Look around at global economic conditions. More than skirmishes—near flat out war—in Ukraine, Gaza, Iraq and Syria. China pushing up GDP numbers by loading local provinces with more debt. European economies are on the mend, but not yet turning the corner. Fickle western consumers more pre-occupied with the latest smartphone app than the new product you’re selling. It’s in stressful economic conditions that you need to make sure your business has the ability to cycle capacity up or down when needed. You need cloud computing.
According to an article in the Financial Times, during the World Cup, Ghana’s authorities had to “import 50 megawatts of energy from neighboring Ivory Coast” just to keep televisions on during Ghana’s National Soccer team’s games. Fortunately, Ivory Coast had enough spare electricity to sell to Ghana, because there might have been riots in the streets had Ghanaian authorities not figured out a way to meet the demands of thousands of televisions.

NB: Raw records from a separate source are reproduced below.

//! Configuration schema definitions.
//!
//! This module defines the complete configuration structure for the keeper.
//! All types derive Serde traits for deserialization from config files.
//! The signing key is deliberately absent: it is read from the environment
//! by [`crate::blockchain::Wallet::from_env`].

use alloy::primitives::Address;
use serde::{Deserialize, Serialize};

/// Root configuration for the keeper.
#[derive(Debug, Clone, Deserialize, Serialize, Default)]
#[serde(default)]
pub struct KeeperConfig {
    /// JSON-RPC node and transaction settings.
    pub chain: ChainConfig,

    /// Reward pool and token addresses.
    pub claim: ClaimConfig,

    /// Rewards ledger service.
    pub rewards: RewardsConfig,

    /// Swap aggregator service.
    pub aggregator: AggregatorConfig,

    /// Swap notifications.
    pub notifier: NotifierConfig,

    /// Weather station telemetry service.
    pub station: StationConfig,

    /// Third-party weather network upload.
    pub upload: UploadConfig,

    /// Job intervals and toggles.
    pub schedule: ScheduleConfig,

    /// Observability settings.
    pub observability: ObservabilityConfig,
}

/// Blockchain node configuration.
#[derive(Debug, Clone, Deserialize, Serialize)]
#[serde(default)]
pub struct ChainConfig {
    /// JSON-RPC endpoint URL.
    pub rpc_url: String,

    /// Failover JSON-RPC endpoint URLs.
    pub failover_urls: Vec<String>,

    /// Chain ID (42161 for Arbitrum One).
    pub chain_id: u64,

    /// RPC request timeout in seconds.
    pub rpc_timeout_secs: u64,

    /// Blocks on top of the inclusion block before a transaction counts as confirmed.
    pub confirmation_blocks: u32,

    /// Upper bound on waiting for a receipt.
    pub confirmation_timeout_secs: u64,

    /// Receipt polling interval in milliseconds.
    pub receipt_poll_interval_ms: u64,

    /// Fixed gas limit for every transaction.
    pub gas_limit: u64,

    /// Fixed gas price in wei for every transaction.
    pub gas_price_wei: u64,
}

impl Default for ChainConfig {
    fn default() -> Self {
        Self {
            rpc_url: "http://localhost:8545".to_string(),
            failover_urls: Vec::new(),
            chain_id: 42161,
            rpc_timeout_secs: 10,
            confirmation_blocks: 0,
            confirmation_timeout_secs: 300,
            receipt_poll_interval_ms: 2000,
            gas_limit: 500_000,
            gas_price_wei: 100_000_000, // 0.1 gwei
        }
    }
}

/// Claim-and-swap addresses.
#[derive(Debug, Clone, Deserialize, Serialize)]
#[serde(default)]
pub struct ClaimConfig {
    /// Reward pool contract exposing `claim`.
    pub contract_address: Address,

    /// Reward token (swap source).
    pub source_token: Address,

    /// Token to swap into.
    pub destination_token: Address,

    /// Who receives the swap output; the keeper wallet when unset.
    pub receiver: Option<Address>,

    pub source_decimals: u8,
    pub destination_decimals: u8,

    /// Symbols used in notifications.
    pub source_symbol: String,
    pub destination_symbol: String,
}

impl Default for ClaimConfig {
    fn default() -> Self {
        Self {
            contract_address: Address::ZERO,
            source_token: Address::ZERO,
            destination_token: Address::ZERO,
            receiver: None,
            source_decimals: 18,
            destination_decimals: 18,
            source_symbol: "WXM".to_string(),
            destination_symbol: "ETH".to_string(),
        }
    }
}

/// Rewards ledger service.
#[derive(Debug, Clone, Deserialize, Serialize)]
#[serde(default)]
pub struct RewardsConfig {
    /// Base URL; `/rewards/withdraw` is appended.
    pub base_url: String,

    pub timeout_secs: u64,
}

impl Default for RewardsConfig {
    fn default() -> Self {
        Self {
            base_url: "https://api.weatherxm.com/api/v1/network".to_string(),
            timeout_secs: 30,
        }
    }
}

/// Swap aggregator service.
#[derive(Debug, Clone, Deserialize, Serialize)]
#[serde(default)]
pub struct AggregatorConfig {
    pub base_url: String,

    pub timeout_secs: u64,
}

impl Default for AggregatorConfig {
    fn default() -> Self {
        Self {
            base_url: "https://apiv5.paraswap.io".to_string(),
            timeout_secs: 30,
        }
    }
}

/// Telegram notification settings. Both credentials must be present for
/// notifications to be sent.
#[derive(Debug, Clone, Deserialize, Serialize)]
#[serde(default)]
pub struct NotifierConfig {
    pub api_base: String,

    pub bot_token: Option<String>,

    pub chat_id: Option<String>,

    /// Prefix for transaction links in messages.
    pub explorer_tx_url: String,

    pub timeout_secs: u64,
}

impl Default for NotifierConfig {
    fn default() -> Self {
        Self {
            api_base: "https://api.telegram.org".to_string(),
            bot_token: None,
            chat_id: None,
            explorer_tx_url: "https://arbiscan.io/tx/".to_string(),
            timeout_secs: 10,
        }
    }
}

/// Weather station telemetry service.
#[derive(Debug, Clone, Deserialize, Serialize)]
#[serde(default)]
pub struct StationConfig {
    pub base_url: String,

    pub device_id: String,

    /// Initial bearer token.
    pub access_token: String,

    /// Initial refresh token.
    pub refresh_token: String,

    /// Pause before refreshing an expired token.
    pub refresh_backoff_secs: u64,

    pub timeout_secs: u64,
}

impl Default for StationConfig {
    fn default() -> Self {
        Self {
            base_url: "https://api.weatherxm.com/api/v1".to_string(),
            device_id: String::new(),
            access_token: String::new(),
            refresh_token: String::new(),
            refresh_backoff_secs: 10,
            timeout_secs: 30,
        }
    }
}

/// Weather network upload endpoint.
#[derive(Debug, Clone, Deserialize, Serialize)]
#[serde(default)]
pub struct UploadConfig {
    pub url: String,

    pub station_id: String,

    pub station_password: String,

    pub timeout_secs: u64,
}

impl Default for UploadConfig {
    fn default() -> Self {
        Self {
            url: "https://weatherstation.wunderground.com/weatherstation/updateweatherstation.php"
                .to_string(),
            station_id: String::new(),
            station_password: String::new(),
            timeout_secs: 30,
        }
    }
}

/// Job scheduling.
#[derive(Debug, Clone, Deserialize, Serialize)]
#[serde(default)]
pub struct ScheduleConfig {
    pub claim_enabled: bool,

    /// Claim-and-swap interval in seconds.
    pub claim_interval_secs: u64,

    pub poll_enabled: bool,

    /// Station poll interval in seconds.
    pub poll_interval_secs: u64,
}

impl Default for ScheduleConfig {
    fn default() -> Self {
        Self {
            claim_enabled: true,
            claim_interval_secs: 60 * 60,
            poll_enabled: true,
            poll_interval_secs: 30,
        }
    }
}

/// Observability configuration.
#[derive(Debug, Clone, Deserialize, Serialize)]
#[serde(default)]
pub struct ObservabilityConfig {
    /// Log level (trace, debug, info, warn, error). `RUST_LOG` wins when set.
    pub log_level: String,

    /// Enable metrics endpoint.
    pub metrics_enabled: bool,

    /// Metrics endpoint bind address.
    pub metrics_address: String,
}

impl Default for ObservabilityConfig {
    fn default() -> Self {
        Self {
            log_level: "info".to_string(),
            metrics_enabled: false,
            metrics_address: "0.0.0.0:9090".to_string(),
        }
    }
}
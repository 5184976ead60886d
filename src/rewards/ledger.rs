//! Rewards service client.

use alloy::primitives::Address;
use async_trait::async_trait;
use reqwest::Client;
use std::time::Duration;

use crate::config::RewardsConfig;
use crate::rewards::types::{RewardClaim, RewardsFetchError};

/// Source of claimable-reward snapshots.
#[async_trait]
pub trait RewardsLedger: Send + Sync {
    /// Current claimable reward and proof for `address`.
    async fn fetch_claim(&self, address: Address) -> Result<RewardClaim, RewardsFetchError>;
}

/// [`RewardsLedger`] over the rewards HTTP API.
#[derive(Debug, Clone)]
pub struct HttpRewardsLedger {
    client: Client,
    base_url: String,
}

impl HttpRewardsLedger {
    pub fn new(config: &RewardsConfig) -> Result<Self, reqwest::Error> {
        let client = Client::builder()
            .timeout(Duration::from_secs(config.timeout_secs))
            .build()?;
        Ok(Self::with_client(client, &config.base_url))
    }

    /// Use a preconfigured HTTP client.
    pub fn with_client(client: Client, base_url: &str) -> Self {
        Self {
            client,
            base_url: base_url.trim_end_matches('/').to_string(),
        }
    }
}

#[async_trait]
impl RewardsLedger for HttpRewardsLedger {
    async fn fetch_claim(&self, address: Address) -> Result<RewardClaim, RewardsFetchError> {
        let url = format!("{}/rewards/withdraw", self.base_url);

        let response = self
            .client
            .get(&url)
            .query(&[("address", address.to_string())])
            .send()
            .await
            .map_err(|e| RewardsFetchError {
                status: e.status(),
                message: e.to_string(),
            })?;

        let status = response.status();
        if !status.is_success() {
            let body = response.text().await.unwrap_or_default();
            return Err(RewardsFetchError {
                status: Some(status),
                message: body,
            });
        }

        let claim: RewardClaim = response.json().await.map_err(|e| RewardsFetchError {
            status: Some(status),
            message: format!("invalid response body: {}", e),
        })?;

        tracing::info!(
            address = %address,
            available = %claim.available,
            cumulative = %claim.cumulative_amount,
            cycle = claim.cycle,
            total_claimed = %claim.total_claimed,
            "Fetched reward claim"
        );

        Ok(claim)
    }
}
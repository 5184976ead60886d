//! Swap aggregator client.
//!
//! # Responsibilities
//! - Price a sell of the reward token (`GET /prices`)
//! - Look up the transfer proxy that spends approved tokens
//! - Turn a priced route into an executable transaction
//!
//! # Design Decisions
//! - No retries: a rejected or stale route ends the run
//! - Gas fields returned by the build endpoint are ignored; the chain
//!   client applies the configured gas limit and price

use alloy::primitives::{Address, U256};
use async_trait::async_trait;
use reqwest::{Client, Response, StatusCode};
use serde::Deserialize;
use serde_json::json;
use std::time::Duration;

use crate::blockchain::amount::TokenAmount;
use crate::blockchain::types::{TxKind, TxPayload};
use crate::config::AggregatorConfig;
use crate::swap::types::{BuiltTransaction, PriceRouteSummary, SwapError, SwapQuote, SwapSide};

/// Quote and build operations against a swap aggregator.
#[async_trait]
pub trait SwapAggregator: Send + Sync {
    /// Price trading `amount` of `source` for `destination`.
    async fn get_quote(
        &self,
        source: Address,
        destination: Address,
        amount: U256,
        side: SwapSide,
    ) -> Result<SwapQuote, SwapError>;

    /// Contract that must be approved to spend the source token.
    async fn get_transfer_proxy(&self) -> Result<Address, SwapError>;

    /// Build the swap transaction for `quote`, paying out to `receiver`.
    async fn build_swap_transaction(
        &self,
        quote: &SwapQuote,
        receiver: Address,
    ) -> Result<TxPayload, SwapError>;
}

/// Paraswap-compatible [`SwapAggregator`].
#[derive(Debug, Clone)]
pub struct ParaswapClient {
    client: Client,
    base_url: String,
    /// Chain ID sent as the `network` parameter.
    network: u64,
    /// Address that sends the swap transaction.
    user: Address,
    source_decimals: u8,
    destination_decimals: u8,
}

#[derive(Deserialize)]
struct PricesResponse {
    #[serde(rename = "priceRoute")]
    price_route: serde_json::Value,
}

#[derive(Deserialize)]
struct ErrorBody {
    error: String,
}

impl ParaswapClient {
    pub fn new(config: &AggregatorConfig, network: u64, user: Address) -> Result<Self, reqwest::Error> {
        let client = Client::builder()
            .timeout(Duration::from_secs(config.timeout_secs))
            .build()?;
        Ok(Self::with_client(client, &config.base_url, network, user))
    }

    /// Use a preconfigured HTTP client.
    pub fn with_client(client: Client, base_url: &str, network: u64, user: Address) -> Self {
        Self {
            client,
            base_url: base_url.trim_end_matches('/').to_string(),
            network,
            user,
            source_decimals: 18,
            destination_decimals: 18,
        }
    }

    /// Decimals of the traded tokens.
    pub fn with_decimals(mut self, source: u8, destination: u8) -> Self {
        self.source_decimals = source;
        self.destination_decimals = destination;
        self
    }

    /// Read the error text from a failed response.
    async fn error_message(response: Response) -> String {
        let text = response.text().await.unwrap_or_default();
        match serde_json::from_str::<ErrorBody>(&text) {
            Ok(body) => body.error,
            Err(_) => text,
        }
    }
}

/// Whether a build rejection means the route went stale.
pub fn is_stale_rejection(status: StatusCode, message: &str) -> bool {
    if status == StatusCode::CONFLICT || status == StatusCode::GONE {
        return true;
    }
    let message = message.to_lowercase();
    status.is_client_error()
        && ["rate has changed", "expired", "re-query", "stale", "price impact"]
            .iter()
            .any(|needle| message.contains(needle))
}

fn upstream(e: reqwest::Error) -> SwapError {
    SwapError::Upstream {
        status: e.status(),
        message: e.to_string(),
    }
}

#[async_trait]
impl SwapAggregator for ParaswapClient {
    async fn get_quote(
        &self,
        source: Address,
        destination: Address,
        amount: U256,
        side: SwapSide,
    ) -> Result<SwapQuote, SwapError> {
        let url = format!("{}/prices", self.base_url);
        let response = self
            .client
            .get(&url)
            .query(&[
                ("srcToken", source.to_string()),
                ("destToken", destination.to_string()),
                ("amount", amount.to_string()),
                ("srcDecimals", self.source_decimals.to_string()),
                ("destDecimals", self.destination_decimals.to_string()),
                ("side", side.as_str().to_string()),
                ("network", self.network.to_string()),
                ("userAddress", self.user.to_string()),
            ])
            .send()
            .await
            .map_err(upstream)?;

        let status = response.status();
        if !status.is_success() {
            return Err(SwapError::Upstream {
                status: Some(status),
                message: Self::error_message(response).await,
            });
        }

        let body: PricesResponse = response
            .json()
            .await
            .map_err(|e| SwapError::InvalidResponse(e.to_string()))?;
        let summary: PriceRouteSummary = serde_json::from_value(body.price_route.clone())
            .map_err(|e| SwapError::InvalidResponse(format!("priceRoute: {}", e)))?;

        if summary.src_token != source || summary.dest_token != destination {
            return Err(SwapError::InvalidResponse(format!(
                "route prices {} -> {}, requested {} -> {}",
                summary.src_token, summary.dest_token, source, destination
            )));
        }

        let quote = SwapQuote {
            side,
            source: TokenAmount::new(source, summary.src_amount),
            destination: TokenAmount::new(destination, summary.dest_amount),
            transfer_proxy: summary.token_transfer_proxy,
            route: body.price_route,
        };

        tracing::info!(
            src_amount = %quote.source.amount,
            dest_amount = %quote.destination.amount,
            transfer_proxy = ?quote.transfer_proxy,
            "Received swap quote"
        );

        Ok(quote)
    }

    async fn get_transfer_proxy(&self) -> Result<Address, SwapError> {
        let url = format!("{}/adapters/contracts", self.base_url);
        let response = self
            .client
            .get(&url)
            .query(&[("network", self.network.to_string())])
            .send()
            .await
            .map_err(upstream)?;

        let status = response.status();
        if !status.is_success() {
            return Err(SwapError::Upstream {
                status: Some(status),
                message: Self::error_message(response).await,
            });
        }

        let contracts: serde_json::Value = response
            .json()
            .await
            .map_err(|e| SwapError::InvalidResponse(e.to_string()))?;
        contracts
            .get("TokenTransferProxy")
            .and_then(|v| v.as_str())
            .ok_or_else(|| SwapError::InvalidResponse("missing TokenTransferProxy".to_string()))?
            .parse()
            .map_err(|e| SwapError::InvalidResponse(format!("TokenTransferProxy: {}", e)))
    }

    async fn build_swap_transaction(
        &self,
        quote: &SwapQuote,
        receiver: Address,
    ) -> Result<TxPayload, SwapError> {
        let url = format!("{}/transactions/{}", self.base_url, self.network);
        let body = json!({
            "srcToken": quote.source.token.to_string(),
            "destToken": quote.destination.token.to_string(),
            "srcAmount": quote.source.amount.to_string(),
            "destAmount": quote.destination.amount.to_string(),
            "srcDecimals": self.source_decimals,
            "destDecimals": self.destination_decimals,
            "priceRoute": quote.route,
            "userAddress": self.user.to_string(),
            "receiver": receiver.to_string(),
        });

        let response = self
            .client
            .post(&url)
            .json(&body)
            .send()
            .await
            .map_err(upstream)?;

        let status = response.status();
        if !status.is_success() {
            let message = Self::error_message(response).await;
            if is_stale_rejection(status, &message) {
                return Err(SwapError::QuoteExpired(message));
            }
            return Err(SwapError::Upstream {
                status: Some(status),
                message,
            });
        }

        let built: BuiltTransaction = response
            .json()
            .await
            .map_err(|e| SwapError::InvalidResponse(e.to_string()))?;

        Ok(TxPayload {
            kind: TxKind::Swap,
            to: built.to,
            data: built.data,
            value: built.value,
        })
    }
}
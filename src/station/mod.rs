//! Weather station relay.
//!
//! # Data Flow
//! ```text
//! StationPoller::poll_once
//!     → CredentialStore::current (bearer token)
//!     → TelemetrySource::fetch_device
//!         401 → backoff → CredentialStore::refresh → fetch once more
//!     → current_weather? ── none ──▶ log, done
//!     → ImperialObservation::from_metric
//!     → WeatherSink::upload (failure logged, not retried)
//! ```

pub mod client;
pub mod credential;
pub mod poller;
pub mod publish;
pub mod types;

use reqwest::StatusCode;
use thiserror::Error;

pub use client::{TelemetrySource, WeatherXmClient};
pub use credential::{CredentialStore, StationCredential};
pub use poller::{PollOutcome, StationPoller};
pub use publish::{ImperialObservation, WeatherSink, WundergroundUploader};
pub use types::{CurrentWeather, DeviceResponse};

fn status_suffix(status: &Option<StatusCode>) -> String {
    status.map(|s| format!(" ({})", s)).unwrap_or_default()
}

/// Station relay failures.
#[derive(Debug, Error)]
pub enum StationError {
    /// The telemetry service rejected the bearer token.
    #[error("station credential expired")]
    AuthExpired,

    #[error("device fetch failed{}: {message}", status_suffix(.status))]
    Fetch {
        status: Option<StatusCode>,
        message: String,
    },

    #[error("credential refresh failed{}: {message}", status_suffix(.status))]
    Refresh {
        status: Option<StatusCode>,
        message: String,
    },

    #[error("invalid observation timestamp {0:?}")]
    Timestamp(String),

    /// A required measurement was null or absent.
    #[error("observation missing {}", .missing.join(", "))]
    Incomplete { missing: Vec<&'static str> },

    #[error("upload failed{}: {message}", status_suffix(.status))]
    Upload {
        status: Option<StatusCode>,
        message: String,
    },
}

Just like Ghanaian authorities, many businesses are unprepared for volatile capacity needs and capricious consumers who want what they want, and now. That’s why enterprises that not only have a cloud computing strategy, but the ability to quickly deploy cloud resources on a whim, will ultimately fare better than those still trying to spell “c-l-o-u-d”.
This means having an information architecture documented that includes cloud, signed agreements with providers, an understanding of applications and databases or file systems needed, security policies in place, applications written and ready to take advantage of cloud resources, data loading strategies (VPN or dedicated circuit?), processes to scale cloud resources up and down (and triggers when to do so), data governance for onsite and cloud systems, business continuity plans and more.
There’s much work to do before you can take advantage of cloud resources, and just-in-time planning doesn’t cut it. With the flexibility, speed and power that cloud offers, there’s really no excuses to let opportunities to capture unplanned demand pass you by.
Can you ramp up and down based on erratic business conditions? Can you weather economic fluctuations? Are you flexible enough to point resources towards unmet consumer demand? Can you quickly adapt to global winds of change? Cloud computing infrastructures are ready. Are you?